A segunda limitação é referente ao framework freemarker. Ele faz uma referência a classe javax.swing.tree.TreeNode que não é permitido pelas regras de segurança do ambiente. Há duas possibilidades de solução, a comunidade responsável pelo freemarker criou um pacote com esta classe já modificada, para rodar no GAE, e outra possibilidade é sobreescrever esta classe removendo as referências.
Código aqui

> Guice
Esse sim é plug-and-play, sem modificações necessárias.

> JPA
Como devem ter notado, o GAE não possui um 'banco de dados' como conhecemos e estamos acostumados com os SGBDR. O Google desenvolveu seu próprio banco de dados, não relacional, que é conhecido por 'BigTable', e diferente dos bancos de dados relacionais que estamos acostumados, a forma de manipulação e organização do BigTable é um tanto diferente. porém a maior parte dessas partiularidades é abstraido dos desenvolvedores ao utilizarem a API de JPA, o framework Datanuclues se encarrega de fazer o trabalho pesado.
Aqui vocês podem ver mais detalhadamente.

Pronto, os três principais frameworks da aplicação, depois das customizações e configurações estão prontos para serem executados.

A aplicação de exemplo que criei é um CRUD simples, com as opções de login/adicionar/excluir/listar e além de um upload de arquivos.
O código fonte, e toda a aplicação podem ser baixados neste link.

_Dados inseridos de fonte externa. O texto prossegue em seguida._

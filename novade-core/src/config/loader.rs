//! Configuration Loading Logic.
//!
//! This module implements [`ConfigLoader`], the entry point for reading and validating
//! a [`CoreConfig`] from disk.
//!
//! ## Configuration File Location
//!
//! `ConfigLoader::load()` attempts to load `config.toml` from the application-specific
//! configuration directory, as determined by [`crate::utils::paths::get_app_config_dir`].
//! If the file is not found, a default configuration is used.
//!
//! ## Validation
//!
//! After loading (or generating defaults), the configuration undergoes validation via
//! [`ConfigLoader::validate_config`]. This includes:
//! - Normalizing and validating log levels and formats.
//! - Resolving relative log file paths to absolute paths within the application's state directory.
//! - Ensuring necessary parent directories for log files are created.

use std::fs;
use crate::config::CoreConfig;
use crate::error::{CoreError, ConfigError};
use crate::utils::fs as nova_fs;
use crate::utils::paths::{get_app_config_dir, get_app_state_dir};

/// `ConfigLoader` provides static methods to load and validate `CoreConfig`.
///
/// This is an empty struct used as a namespace for configuration loading logic.
/// The main entry point is the `load()` method.
pub struct ConfigLoader;

impl ConfigLoader {
    /// Loads and validates the `CoreConfig` for the application.
    ///
    /// If `config.toml` does not exist in the application config directory, a default
    /// `CoreConfig` is used in its place. Any other I/O error, or a TOML parse error,
    /// is propagated.
    pub fn load() -> Result<CoreConfig, CoreError> {
        let config_dir = get_app_config_dir()?;
        let config_path = config_dir.join("config.toml");

        let content = match fs::read_to_string(&config_path) {
            Ok(c) => c,
            Err(e) if e.kind() == std::io::ErrorKind::NotFound => {
                let mut default_config = CoreConfig::default();
                Self::validate_config(&mut default_config)?;
                return Ok(default_config);
            }
            Err(e) => return Err(CoreError::Io(e)),
        };

        let mut config: CoreConfig = toml::from_str(&content).map_err(ConfigError::ParseError)?;
        Self::validate_config(&mut config)?;
        Ok(config)
    }

    /// Validates the loaded `CoreConfig` and resolves relative paths.
    ///
    /// - The logging level and format are lower-cased and checked against the allowed sets.
    /// - A relative `logging.file_path` is resolved against the application state directory.
    /// - The parent directory of the resolved log path is created if missing.
    fn validate_config(config: &mut CoreConfig) -> Result<(), CoreError> {
        let level_lower = config.logging.level.to_lowercase();
        match level_lower.as_str() {
            "trace" | "debug" | "info" | "warn" | "error" => {
                config.logging.level = level_lower;
            }
            _ => {
                return Err(CoreError::Config(ConfigError::ValidationError(format!(
                    "Invalid log level: '{}'. Must be one of trace, debug, info, warn, error.",
                    config.logging.level
                ))));
            }
        }

        let format_lower = config.logging.format.to_lowercase();
        match format_lower.as_str() {
            "text" | "json" => {
                config.logging.format = format_lower;
            }
            _ => {
                return Err(CoreError::Config(ConfigError::ValidationError(format!(
                    "Invalid log format: '{}'. Must be one of text, json.",
                    config.logging.format
                ))));
            }
        }

        if let Some(path) = &config.logging.file_path {
            let absolute_path = if path.is_absolute() {
                path.clone()
            } else {
                get_app_state_dir()?.join(path)
            };

            if let Some(parent_dir) = absolute_path.parent() {
                if !parent_dir.as_os_str().is_empty() && !parent_dir.exists() {
                    nova_fs::ensure_directory_exists(parent_dir)?;
                }
            }
            config.logging.file_path = Some(absolute_path);
        }

        Ok(())
    }
}

#[cfg(test)]
mod tests {
    use super::*;
    use crate::utils;
    use std::env;
    use std::path::PathBuf;
    use tempfile::TempDir;

    /// Redirects XDG config/state lookups to temporary directories for the duration of a test.
    struct TestEnv {
        _temp_config_dir: TempDir,
        _temp_state_dir: TempDir,
        original_xdg_config_home: Option<String>,
        original_xdg_state_home: Option<String>,
    }

    impl TestEnv {
        fn new() -> Self {
            let temp_config_dir = TempDir::new().unwrap();
            let temp_state_dir = TempDir::new().unwrap();

            let original_xdg_config_home = env::var("XDG_CONFIG_HOME").ok();
            let original_xdg_state_home = env::var("XDG_STATE_HOME").ok();

            env::set_var("XDG_CONFIG_HOME", temp_config_dir.path());
            env::set_var("XDG_STATE_HOME", temp_state_dir.path());

            let app_cfg_dir = get_app_config_dir().expect("resolve temp app config dir");
            utils::fs::ensure_directory_exists(&app_cfg_dir).expect("create temp app config dir");

            let app_state_dir = get_app_state_dir().expect("resolve temp app state dir");
            utils::fs::ensure_directory_exists(&app_state_dir).expect("create temp app state dir");

            Self {
                _temp_config_dir: temp_config_dir,
                _temp_state_dir: temp_state_dir,
                original_xdg_config_home,
                original_xdg_state_home,
            }
        }
    }

    impl Drop for TestEnv {
        fn drop(&mut self) {
            match &self.original_xdg_config_home {
                Some(val) => env::set_var("XDG_CONFIG_HOME", val),
                None => env::remove_var("XDG_CONFIG_HOME"),
            }
            match &self.original_xdg_state_home {
                Some(val) => env::set_var("XDG_STATE_HOME", val),
                None => env::remove_var("XDG_STATE_HOME"),
            }
        }
    }

    #[test]
    fn test_config_loader_load_success() {
        let _test_env = TestEnv::new();
        let app_config_dir = get_app_config_dir().unwrap();

        let toml_content = r#"
[logging]
level = "debug"
format = "json"
file_path = "logs/app.log"
        "#;
        fs::write(app_config_dir.join("config.toml"), toml_content).unwrap();

        let config = ConfigLoader::load().expect("ConfigLoader::load failed");

        assert_eq!(config.logging.level, "debug");
        assert_eq!(config.logging.format, "json");
        let log_path = config.logging.file_path.expect("file_path should be set");
        assert!(log_path.is_absolute());
        assert!(log_path.to_string_lossy().ends_with("logs/app.log"));
        assert!(log_path.parent().unwrap().exists());
    }

    #[test]
    fn test_config_loader_load_default_when_not_found() {
        let _test_env = TestEnv::new();
        let app_config_dir = get_app_config_dir().unwrap();
        let config_file_path = app_config_dir.join("config.toml");
        if config_file_path.exists() {
            fs::remove_file(&config_file_path).unwrap();
        }

        let config = ConfigLoader::load().expect("load should fall back to defaults");
        assert_eq!(config.logging.level, CoreConfig::default().logging.level);
        assert_eq!(config.logging.file_path, CoreConfig::default().logging.file_path);
    }

    #[test]
    fn test_config_loader_load_parse_error() {
        let _test_env = TestEnv::new();
        let app_config_dir = get_app_config_dir().unwrap();
        fs::write(app_config_dir.join("config.toml"), "this is not valid toml content").unwrap();

        let result = ConfigLoader::load();
        match result {
            Err(CoreError::Config(ConfigError::ParseError(_))) => {}
            other => panic!("Unexpected result: {:?}", other),
        }
    }

    #[test]
    fn test_validate_config_valid_settings() {
        let _test_env = TestEnv::new();
        let mut config = CoreConfig::default();
        config.logging.level = "TRACE".to_string();
        config.logging.format = "JSON".to_string();
        config.logging.file_path = Some(PathBuf::from("my_app/log.txt"));

        ConfigLoader::validate_config(&mut config).expect("validation should succeed");

        assert_eq!(config.logging.level, "trace");
        assert_eq!(config.logging.format, "json");
        let log_path = config.logging.file_path.unwrap();
        assert!(log_path.is_absolute());
        assert!(log_path.to_string_lossy().ends_with("my_app/log.txt"));
        assert!(log_path.parent().unwrap().exists());
    }

    #[test]
    fn test_validate_config_invalid_log_level() {
        let mut config = CoreConfig::default();
        config.logging.level = "superlog".to_string();
        let result = ConfigLoader::validate_config(&mut config);
        match result {
            Err(CoreError::Config(ConfigError::ValidationError(msg))) => {
                assert!(msg.contains("Invalid log level: 'superlog'"));
            }
            other => panic!("Unexpected result: {:?}", other),
        }
    }

    #[test]
    fn test_validate_config_invalid_log_format() {
        let mut config = CoreConfig::default();
        config.logging.format = "binary".to_string();
        let result = ConfigLoader::validate_config(&mut config);
        match result {
            Err(CoreError::Config(ConfigError::ValidationError(msg))) => {
                assert!(msg.contains("Invalid log format: 'binary'"));
            }
            other => panic!("Unexpected result: {:?}", other),
        }
    }

    #[test]
    fn test_validate_config_absolute_log_path() {
        let _test_env = TestEnv::new();
        let temp_dir_for_log = TempDir::new().unwrap();
        let abs_log_path = temp_dir_for_log.path().join("sub/absolute.log");

        let mut config = CoreConfig::default();
        config.logging.file_path = Some(abs_log_path.clone());

        ConfigLoader::validate_config(&mut config).expect("validation should succeed");

        assert_eq!(config.logging.file_path.unwrap(), abs_log_path);
        assert!(abs_log_path.parent().unwrap().exists());
    }

    #[test]
    fn test_validate_config_log_path_is_root_parent() {
        let _test_env = TestEnv::new();
        let mut config = CoreConfig::default();
        let log_file_name_only = PathBuf::from("logfile.log");
        config.logging.file_path = Some(log_file_name_only.clone());

        ConfigLoader::validate_config(&mut config).expect("validation should succeed");

        let app_state_dir = get_app_state_dir().unwrap();
        let expected_abs_path = app_state_dir.join(log_file_name_only);
        assert_eq!(config.logging.file_path, Some(expected_abs_path.clone()));
        assert!(expected_abs_path.parent().unwrap().exists());
    }
}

Basta executá-lo e modificar segundo a sua aplicação.

> Upload de arquivos
Se quiserem utilizar a opção de upload do Struts 2 com a API de commons.fileupload, funciona sem problemas, porém o meu exemplo eu preferi utilizar a API de Blobstore(ainda em versão beta) disponibilizada pelo GAE.
É uma API bem prática e simples, e facilita muito a vida ao se trabalhar com arquivos.
O que você precisa fazer para trabalhar com ela, é ao fazer um upload, redirecionar o seu destino, ao invés de enviar o arquivo para um servlet/action, você envia para a API de Blobstore que já armazena o arquivo para você, lhe disponibilizando a chave de acesso para este arquivo. E com isso já elimina os diversos problemas que você teria para controlar e armazenar arquivos.
Código aqui.
[Se derem uma olhada no código da minha classe BlobstoreServlet, verão que há alguns códigos de manipulação de imagem com a API de ImageService, caso vocês queiram redimensionar, girar, cortar, etc]

Pronto, agora o que falta para você tirar a idéia do papel?

Algumas observações sobre o projeto:
==>O controle de transação e do EntityManager JPA, está sendo feito atrás do padrão Open Session In View, ou seja, a cada request é uma transação gerenciada por um ServletFilter. Assim evitamos o trabalho manual de controle de transação e principalmente as exceptions de LazyInitialization.
==>O Guice que está controlando toda a injeção de dependência, e está sendo utilizado para separar as camadas da aplicação. Assim caso você queira tirar sua aplicação do GAE e rodar em um servidor próprio, basta mudar as implementações na classe IoCBinder.
==>Para API de Blobstore funcionar em ambiente de produção, é necessário que sua aplicação esteja habilitada a cobrança.

Caso queiram conferir a aplicação rodando online:
http://strust2crud.appspot.com/ (usuário - rafael@yaw.com.br / senha - yaw)

Então é isso. Boa sorte com vossos projetos, e a cerveja pode ser Bohemia ou Original mesmo.